Учитывая, что микротрубочки, как известно, укрепляют цитоплазму в различных клеточных контекстах, авторы стремились исследовать, будут ли астры способствовать усилению жесткости, чтобы помочь закрепить полосу актина. Для исследования авторы использовали магнитные шарики и наблюдали их смещение под действием магнитных сил. Эти эксперименты позволили ученым измерить изменения цитоплазматической жесткости на стадиях клеточного цикла.
Они обнаружили, что цитплазма становится более жесткой во время интерфазы, действуя как каркас для стабилизации актиновой полосы. В свою очередь, он становится более текучим во время М-фазы, что позволяет полосе проникать между двумя будущими клетками. Эти динамические изменения в жесткости и псевдоожижении играют ключевую роль в процессе деления.
Остался только один вопрос: как полоса оставалась стабильной на протяжении М-фазы, несмотря на то, что цитоплазма становилась более жидкой? Изображая концы актиновой полосы с течением времени, команда заметила, что, хотя полоса нестабильна во время М-фазы во время сжатия, она не разрушилась полностью. Вместо этого это втягивание «спасается» благодаря быстрым клеточным циклам на этих ранних стадиях. В следующей интерфазе, когда цитоплазма снова застывает из-за повторного появления астр, полоса становится повторно стабилизированной. Затем активиновая полоса продолжала проникать во время следующей флюид-фазы.

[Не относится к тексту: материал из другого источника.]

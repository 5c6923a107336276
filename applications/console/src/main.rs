//! Groove Console - play with playlists from a terminal

use anyhow::Context;
use clap::Parser;
use groove_console::{session::describe_error, Command, ConsoleConfig, Outcome, Session};
use groove_core::ConfirmPrompt;
use groove_storage::FileStore;
use std::io::{self, BufRead, Write};
use std::path::PathBuf;
use tracing_subscriber::{layer::SubscriberExt, util::SubscriberInitExt};

#[derive(Parser)]
#[command(name = "groove-console")]
#[command(about = "Groove Player playlists in your terminal", long_about = None)]
struct Cli {
    /// Configuration file path
    #[arg(short, long, env = "GROOVE_CONFIG")]
    config: Option<PathBuf>,

    /// Directory for saved playlists (overrides the configuration)
    #[arg(short, long)]
    data_dir: Option<PathBuf>,

    /// Answer yes to every confirmation
    #[arg(short, long)]
    yes: bool,
}

fn main() -> anyhow::Result<()> {
    // Initialize tracing
    tracing_subscriber::registry()
        .with(
            tracing_subscriber::EnvFilter::try_from_default_env().unwrap_or_else(|_| {
                "groove_console=info,groove_playback=info,groove_storage=info".into()
            }),
        )
        .with(tracing_subscriber::fmt::layer().with_writer(io::stderr))
        .init();

    let cli = Cli::parse();

    let mut config =
        ConsoleConfig::load(cli.config.as_deref()).context("Failed to load configuration")?;
    if let Some(data_dir) = cli.data_dir {
        config.data_dir = data_dir;
    }

    tracing::info!("Playlists stored in {}", config.data_dir.display());

    let mut session = Session::new(&config, FileStore::new(&config.data_dir));
    for notice in session.pump() {
        println!("! {}", notice);
    }
    println!("Groove Console - type 'help' for commands");

    let stdin = io::stdin();
    let mut lines = stdin.lock().lines();
    let auto_yes = cli.yes;

    loop {
        print!("> ");
        io::stdout().flush()?;

        let Some(line) = lines.next() else {
            break;
        };
        let line = line.context("Failed to read input")?;

        let command = match Command::parse(&line) {
            Ok(Some(command)) => command,
            Ok(None) => continue,
            Err(e) => {
                println!("{}", e);
                continue;
            }
        };

        // Confirmations read their answer from the same input stream
        let mut confirm = |prompt: &ConfirmPrompt| {
            if auto_yes {
                return true;
            }
            print!("{} [y/N] ", prompt.message());
            if io::stdout().flush().is_err() {
                return false;
            }
            matches!(
                lines.next(),
                Some(Ok(answer)) if answer.trim().eq_ignore_ascii_case("y")
                    || answer.trim().eq_ignore_ascii_case("yes")
            )
        };

        match session.execute(command, &mut confirm) {
            Ok(Outcome::Continue(output)) => {
                if !output.is_empty() {
                    println!("{}", output);
                }
            }
            Ok(Outcome::Quit) => break,
            Err(e) => {
                if let Some(message) = describe_error(&e) {
                    println!("{}", message);
                }
            }
        }
    }

    Ok(())
}
/// Browser `localStorage` store
use groove_core::{CoreError, KeyValueStore, Result};
use web_sys::Storage;

/// `window.localStorage` wrapper
pub struct LocalStorageStore {
    storage: Storage,
}

impl LocalStorageStore {
    /// Open the window's local storage
    ///
    /// Fails when there is no window (e.g. a worker) or storage is disabled.
    pub fn open() -> Result<Self> {
        let window =
            web_sys::window().ok_or_else(|| CoreError::storage("no window available"))?;
        let storage = window
            .local_storage()
            .map_err(|e| CoreError::storage(format!("localStorage blocked: {:?}", e)))?
            .ok_or_else(|| CoreError::storage("localStorage unavailable"))?;
        Ok(Self { storage })
    }
}

impl KeyValueStore for LocalStorageStore {
    fn get(&self, key: &str) -> Result<Option<String>> {
        self.storage
            .get_item(key)
            .map_err(|e| CoreError::storage(format!("getItem('{}') failed: {:?}", key, e)))
    }

    fn set(&mut self, key: &str, value: &str) -> Result<()> {
        self.storage
            .set_item(key, value)
            .map_err(|e| CoreError::storage(format!("setItem('{}') failed: {:?}", key, e)))
    }

    fn remove(&mut self, key: &str) -> Result<()> {
        self.storage
            .remove_item(key)
            .map_err(|e| CoreError::storage(format!("removeItem('{}') failed: {:?}", key, e)))
    }
}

Эти циклы нестабильности во время М-фазы и стабилизации во время интерфазы повторяются в течение нескольких клеточных циклов доделение было завершено. Этот чередующийся рисунок действует как «механический храповик», управляя делением клеток без необходимости полностью сформированного сократительного кольца. В этом случае деление возможно через чередующиеся свойства материала цитоплазмы и происходит в течение нескольких клеточных циклов вместо одного.
«Временной механизм храповика фундаментально меняет наше представление о том, как работает цитокинез», - подчеркнул Ян Брюггес, автор-корреспондент исследования. Это открытие обеспечило эффективное решение для ранних клеточных делений в клетках, которые были слишком большими для обычного клеточного деления и имели быстрые клеточные циклы.
Зебры - увлекательный случай, поскольку цитоплазматическое деление в их эмбриональных клетках по своей природе нестабильно. Чтобы преодолеть эту нестабильность, их клетки быстро делятся, что позволяет ингрессировать полосу в течение нескольких клеточных циклов, чередуя стабильность и псевдоожижение до полного деления."
Элисон Кикут, Технический университет Dresden
Это открытие представляет собой новую парадигму для понимания деления клеток в крупных эмбриональных клетках и может широко применяться к видам с эмбрионами, богатыми желтком. Кроме того, в этом исследовании подчеркивается, что временной контроль свойств материала в цитоплазме является важным фактором, способствующим клеточным процессам, и эта роль может быть расширена в будущих исследованиях. Понимание этих механизмов откроет новые перспективы для изучения развития у разных видов.